BBB, BBG, BGB, GBB, BGG, GBG, GGB, GGG

We’re on easy street now; just note that three of the eight outcomes have one girl, and the probability of exactly one girl is therefore 3/8. Now consider a randomly chosen girl who has two siblings. What is the probability that she has no sisters? This situation looks similar. If she has no sisters, this means that her family has three children, exactly one of whom is a girl and we just saw that the probability of this is 3/8. Convinced? You should not be. This situation is different because we are not choosing a family with three children; we are choosing a girl who belongs to such a family. Thus, the outcome BBB is impossible. Is the probability then 3/7? Think about this for a while before you read on.

I hope you answered no. We need a completely new sample space that also accounts for the chosen girl. If we denote her by an asterisk, the 12 equally likely outcomes are as follows:

BBG*, BG*B, G*BB, BG*G, BGG*, G*BG

GBG*, G*GB, GG*B, G*GG, GG*G, GGG*

and the probability that she has no sisters is 3/12 = 1/4. Note how the previous outcomes are now split up according to how many girls they contain.
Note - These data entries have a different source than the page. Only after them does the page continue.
//! Queue module types.

use std::time::SystemTime;

use crate::query::{QueryError, QueryHandle, QueryStatus};

/// Status of a message in a session queue.
#[derive(Debug, Clone, Copy, PartialEq, Eq, Hash)]
pub enum MessageStatus {
    Queued,
    Processing,
    Completed,
    Failed,
    Cancelled,
    /// Taken out of the queue before dispatch.
    Removed,
}

impl MessageStatus {
    pub const fn is_terminal(self) -> bool {
        !matches!(self, Self::Queued | Self::Processing)
    }
}

impl From<QueryStatus> for MessageStatus {
    fn from(status: QueryStatus) -> Self {
        match status {
            QueryStatus::Queued => Self::Queued,
            QueryStatus::Processing => Self::Processing,
            QueryStatus::Completed => Self::Completed,
            QueryStatus::Failed => Self::Failed,
            QueryStatus::Cancelled => Self::Cancelled,
        }
    }
}

/// A message submitted to a session queue.
#[derive(Debug, Clone)]
pub struct QueuedMessage {
    /// Message ID; equal to the handle's query ID.
    pub id: String,
    pub session_id: String,
    /// Prompt text sent as the user turn.
    pub content: String,
    /// Higher values dispatch first; equal priorities are FIFO.
    pub priority: i32,
    pub enqueued_at: SystemTime,
    pub status: MessageStatus,
    pub handle: QueryHandle,
    /// Failure or cancellation reason once finished.
    pub error: Option<QueryError>,
}

/// Snapshot of one session queue.
#[derive(Debug, Clone, PartialEq, Eq)]
pub struct QueueStats {
    pub session_id: String,
    pub pending: usize,
    /// ID of the message being processed, if any.
    pub processing: Option<String>,
    pub paused: bool,
    pub completed: u64,
    pub failed: u64,
    pub cancelled: u64,
}

/// Errors from queue operations.
#[derive(Debug, Clone, PartialEq, Eq, thiserror::Error)]
pub enum QueueError {
    #[error("Session not found: {session_id}")]
    SessionNotFound { session_id: String },

    #[error("Message not found: {message_id}")]
    MessageNotFound { message_id: String },

    #[error("Message is already processing: {message_id}")]
    AlreadyProcessing { message_id: String },

    #[error("Invalid reorder: {reason}")]
    InvalidReorder { reason: String },

    #[error("Queue manager is shutting down")]
    ShuttingDown,

    #[error("Workers did not stop in time and were aborted: {}", abandoned.join(", "))]
    ShutdownTimeout { abandoned: Vec<String> },
}
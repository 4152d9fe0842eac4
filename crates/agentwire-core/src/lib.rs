//! `agentwire` Core Library
//!
//! Shared functionality for driving an external agent CLI over stream-json:
//! - Speculative NDJSON decoding into typed protocol messages
//! - Command-line building and CLI binary discovery
//! - Configuration resolution and hierarchy
//! - Common error types

pub mod command;
pub mod config;
pub mod error;
pub mod ndjson;
pub mod tracing_init;

pub use command::{
    AgentOptions, CommandSpec, PermissionMode, build_command, discover, resolve_cli_path,
};
pub use config::Config;
pub use error::{Error, Result};
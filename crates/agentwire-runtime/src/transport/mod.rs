//! Transport between the queue layer and one agent CLI process.
//!
//! A [`Transport`] owns exactly one process. `connect` wires its stdout
//! through the stream decoder into a [`MessageStream`]; `send` writes one
//! protocol line; `close` stops the read loop and runs the termination
//! protocol.

mod error;
mod subprocess;

use std::sync::Arc;

use async_trait::async_trait;
use tokio::sync::mpsc;
use tokio_util::sync::CancellationToken;

use agentwire_core::ndjson::{Message, StreamMessage};

pub use error::TransportError;
pub use subprocess::{SubprocessTransport, SubprocessTransportFactory};

/// Decoded output of a transport, in arrival order.
///
/// Both receivers close exactly once, when the read loop exits.
#[derive(Debug)]
pub struct MessageStream {
    pub messages: mpsc::Receiver<Message>,
    pub errors: mpsc::Receiver<TransportError>,
}

/// Bidirectional message channel to an agent.
#[async_trait]
pub trait Transport: Send + Sync {
    /// Start the process and its read loop.
    async fn connect(&self, cancel: &CancellationToken) -> Result<(), TransportError>;

    /// Write one message as a single line.
    async fn send(
        &self,
        message: &StreamMessage,
        cancel: &CancellationToken,
    ) -> Result<(), TransportError>;

    /// Take the decoded message and error streams. Available once per
    /// connection.
    async fn receive(&self, cancel: &CancellationToken) -> Result<MessageStream, TransportError>;

    /// Ask the agent to abandon its current turn without stopping the
    /// process.
    async fn interrupt(&self, cancel: &CancellationToken) -> Result<(), TransportError>;

    /// Stop the read loop and terminate the process. Later calls are no-ops.
    async fn close(&self) -> Result<(), TransportError>;

    /// Whether the process is running and its read loop is alive.
    fn is_connected(&self) -> bool;
}

/// Creates one transport per session.
pub trait TransportFactory: Send + Sync {
    fn create(&self, session_id: &str) -> Result<Arc<dyn Transport>, TransportError>;
}
//! Decode failures surfaced by the stream decoder.

use thiserror::Error;

/// A unit of input that could not be turned into a [`Message`](super::Message).
///
/// Every variant except `Overflow` carries the offending raw data so the
/// caller can log or replay it.
#[derive(Debug, Clone, PartialEq, Eq, Error)]
pub enum DecodeError {
    /// The buffer hit its ceiling without yielding a complete value and was
    /// discarded.
    #[error("Stream buffer exceeded {limit} bytes without a complete JSON value")]
    Overflow { limit: usize },

    /// Bytes that can never become JSON were skipped.
    #[error("Malformed JSON: {reason}")]
    Syntax { reason: String, raw: String },

    /// Well-formed JSON that is not a known protocol message.
    #[error("Invalid message: {reason}")]
    Invalid { reason: String, raw: String },
}

impl DecodeError {
    /// The raw payload attached to this error, if any.
    pub fn raw(&self) -> Option<&str> {
        match self {
            Self::Overflow { .. } => None,
            Self::Syntax { raw, .. } | Self::Invalid { raw, .. } => Some(raw),
        }
    }
}
//! Running one query over a connected transport.

use std::time::Duration;

use tokio_util::sync::CancellationToken;
use tracing::{debug, warn};

use agentwire_core::ndjson::{Message, StreamMessage};

use super::handle::{QueryError, QueryHandle};
use crate::transport::{MessageStream, Transport, TransportError};

/// How a turn ended, from the transport's point of view.
#[derive(Debug, Clone, Copy, PartialEq, Eq)]
pub(crate) enum TurnEnd {
    /// A result message arrived; the stream is positioned at the next turn.
    Finished,
    /// Nothing was sent; the stream is still at a turn boundary.
    Skipped,
    /// Cancelled mid-turn; leftover output may still arrive.
    Cancelled,
    /// The transport is unusable.
    Broken,
}

/// Send `message` and forward the reply to `handle` until the turn's
/// result message, cancellation, or a fatal transport error.
///
/// The handle is in a terminal state when this returns.
pub(crate) async fn execute(
    handle: &QueryHandle,
    transport: &dyn Transport,
    stream: &mut MessageStream,
    message: &StreamMessage,
    shutdown: &CancellationToken,
) -> TurnEnd {
    let cancel = handle.cancellation_token();
    if cancel.is_cancelled() {
        finish_cancelled(handle, shutdown);
        return TurnEnd::Skipped;
    }

    match transport.send(message, &cancel).await {
        Ok(()) => {}
        Err(TransportError::Cancelled) => {
            finish_cancelled(handle, shutdown);
            return TurnEnd::Skipped;
        }
        Err(TransportError::CancelledInFlight) => {
            finish_cancelled(handle, shutdown);
            return TurnEnd::Cancelled;
        }
        Err(e) => {
            handle.fail(QueryError::Transport(e.to_string()));
            return if e.is_fatal() {
                TurnEnd::Broken
            } else {
                TurnEnd::Finished
            };
        }
    }

    let mut errors_open = true;
    loop {
        tokio::select! {
            biased;
            () = cancel.cancelled() => {
                finish_cancelled(handle, shutdown);
                return TurnEnd::Cancelled;
            }
            received = stream.messages.recv() => match received {
                Some(Message::ControlResponse(resp)) => {
                    debug!(query_id = %handle.id(), request_id = ?resp.request_id, "Ignoring stray control response");
                }
                Some(msg) => {
                    let done = msg.is_result();
                    handle.forward(msg).await;
                    if done {
                        handle.complete();
                        return TurnEnd::Finished;
                    }
                }
                None => {
                    let cause = closing_error(stream).map_or(QueryError::StreamClosed, |e| {
                        QueryError::Transport(e.to_string())
                    });
                    handle.fail(cause);
                    return TurnEnd::Broken;
                }
            },
            failure = stream.errors.recv(), if errors_open => match failure {
                Some(e) if e.is_fatal() => {
                    handle.fail(QueryError::Transport(e.to_string()));
                    return TurnEnd::Broken;
                }
                Some(e) => {
                    warn!(query_id = %handle.id(), error = %e, "Recoverable error during query");
                    handle.record_error(QueryError::Transport(e.to_string()));
                }
                None => errors_open = false,
            },
        }
    }
}

/// Interrupt the agent and discard output until the interrupted turn's
/// result message. Returns `false` if the stream could not be brought back
/// to a turn boundary within `timeout`.
pub(crate) async fn drain_turn(
    transport: &dyn Transport,
    stream: &mut MessageStream,
    timeout: Duration,
    shutdown: &CancellationToken,
) -> bool {
    if let Err(e) = transport.interrupt(shutdown).await {
        warn!(error = %e, "Failed to interrupt agent");
        return false;
    }

    let drained = tokio::time::timeout(timeout, async {
        let mut errors_open = true;
        loop {
            tokio::select! {
                biased;
                () = shutdown.cancelled() => return false,
                received = stream.messages.recv() => match received {
                    Some(msg) if msg.is_result() => return true,
                    Some(msg) => debug!(kind = msg.kind(), "Discarding output of cancelled turn"),
                    None => return false,
                },
                failure = stream.errors.recv(), if errors_open => match failure {
                    Some(e) if e.is_fatal() => return false,
                    Some(_) => {}
                    None => errors_open = false,
                },
            }
        }
    })
    .await;

    match drained {
        Ok(clean) => clean,
        Err(_) => {
            warn!(timeout_ms = timeout.as_millis(), "Timed out draining cancelled turn");
            false
        }
    }
}

fn finish_cancelled(handle: &QueryHandle, shutdown: &CancellationToken) {
    let reason = if shutdown.is_cancelled() {
        QueryError::ShuttingDown
    } else {
        QueryError::Cancelled
    };
    handle.cancel_with(reason);
}

/// The fatal error that explains a closed message stream, if one was
/// queued.
fn closing_error(stream: &mut MessageStream) -> Option<TransportError> {
    while let Ok(e) = stream.errors.try_recv() {
        if e.is_fatal() {
            return Some(e);
        }
    }
    None
}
The one with three girls, GGG, is split up into three equally likely outcomes because either of the three girls may be the chosen one. The probabilities that we have computed show that 37.5% of three-children families have exactly one daughter and 25% of girls from three-children families have no sisters.

What is the probability that all three children are of the same gender? Consider the following faulty argument: Two children must always be of the same gender. Whatever this gender is, the third child is equally likely to be of this gender or not, and thus the probability that all three are of the same gender is 1/2. This example is a variant of a coin-tossing problem given by the British nobleman and amateur scientist Sir Francis Galton (about whom you will learn more in chapters to come) in 1894 to illustrate the dangers of sloppy thinking. Use our first sample space to discover the error, and argue that the correct probability is 1/4.

Let us next consider an old gambling problem that goes along the same lines. I have three dice and offer you even odds to play the following game: The dice are rolled, and their sum is computed. If the sum is nine, you win. If it is ten, I win. If it is neither, I roll again. Is this game fair?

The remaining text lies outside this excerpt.